Il giudice, insomma, non vede con certezza il nesso causale tra la condotta terapeutica di Foti e la patologia della ragazza. Parla di incertezza probatoria e, quindi, lo assolve in dubio pro reo. Il giudice – e questo è un passaggio fondamentale – decide anche di non entrare nel merito della correttezza della metodologia della terapia eseguita da Foti. Questo perché ritiene, appunto, che giudice e consulenti nella sentenza di primo grado non abbiano approfondito a sufficienza quali potessero essere state le altre eventuali cause del disturbo della ragazza. Un passaggio piuttosto pilatesco. In caso di disturbi pregressi della ragazza infatti, una psicoterapia orientante e un’alterazione psichica di un minore può non solo complicare un quadro, ma anche rendere un paziente più influenzabile, fragile. Dunque una valutazione sulla metodologia sarebbe stata importante.

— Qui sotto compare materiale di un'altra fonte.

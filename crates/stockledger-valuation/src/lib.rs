//! Weighted-average-cost valuation.
//!
//! This crate provides:
//! - Stock valuation over a date window ([`compute_valuation`])
//! - Running-balance stock ledgers ([`build_ledger`])
//! - Signed-sum account balances ([`compute_balance`])
//!
//! Every function here is pure: it takes an opening position and a slice of
//! transactions already in replay order and returns fresh records. Nothing is
//! cached between calls.
//!
//! # Weighted average cost
//!
//! Receipts add their recorded amount to the running value. Issues remove
//! `units * (value / quantity)` at the rate current when they are processed;
//! the amount recorded on an issue row is ignored.
//!
//! ```
//! use stockledger_core::{DateWindow, NaiveDate, OpeningPosition, Transaction};
//! use stockledger_valuation::compute_valuation;
//! use rust_decimal_macros::dec;
//!
//! let day = |d| NaiveDate::from_ymd_opt(2024, 1, d).unwrap();
//! let txns = vec![
//!     Transaction::new(1, day(10), dec!(50)).with_amount(dec!(500)),
//!     Transaction::new(1, day(20), dec!(-20)).with_amount(dec!(-999)),
//! ];
//!
//! let valuation = compute_valuation(
//!     &OpeningPosition::new(dec!(100), dec!(1000)),
//!     &txns,
//!     &DateWindow::unbounded(),
//! );
//! assert_eq!(valuation.closing_quantity, dec!(130));
//! assert_eq!(valuation.closing_value, dec!(1300));
//! ```

#![forbid(unsafe_code)]
#![warn(missing_docs)]

mod balance;
mod ledger;
mod stock;
mod wac;

pub use balance::compute_balance;
pub use ledger::{build_ledger, LedgerRows};
pub use stock::compute_valuation;
pub use wac::{rebase, PositionChange, RunningPosition};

Alla fine, sottolinea il giudice, l’assoluzione di Foti anche dall’accusa di frode processuale si basa sul fatto che Foti agisse per ragioni economiche e ideologiche. Infatti, “a un certo punto ipotizza abusi seriali e satanici perfino nel suo nucleo familiare tanto da somministrare Emdr anche sul figlio”. Quindi, dice il giudice, lui non agiva in finzione di eventuali processi, ma per “una sua visione ideologicamente orientata delle modalità di trattamento dei minori”. Che poi, in fondo, è proprio quello di cui hanno avuto terrore, per anni, avvocati e imputati.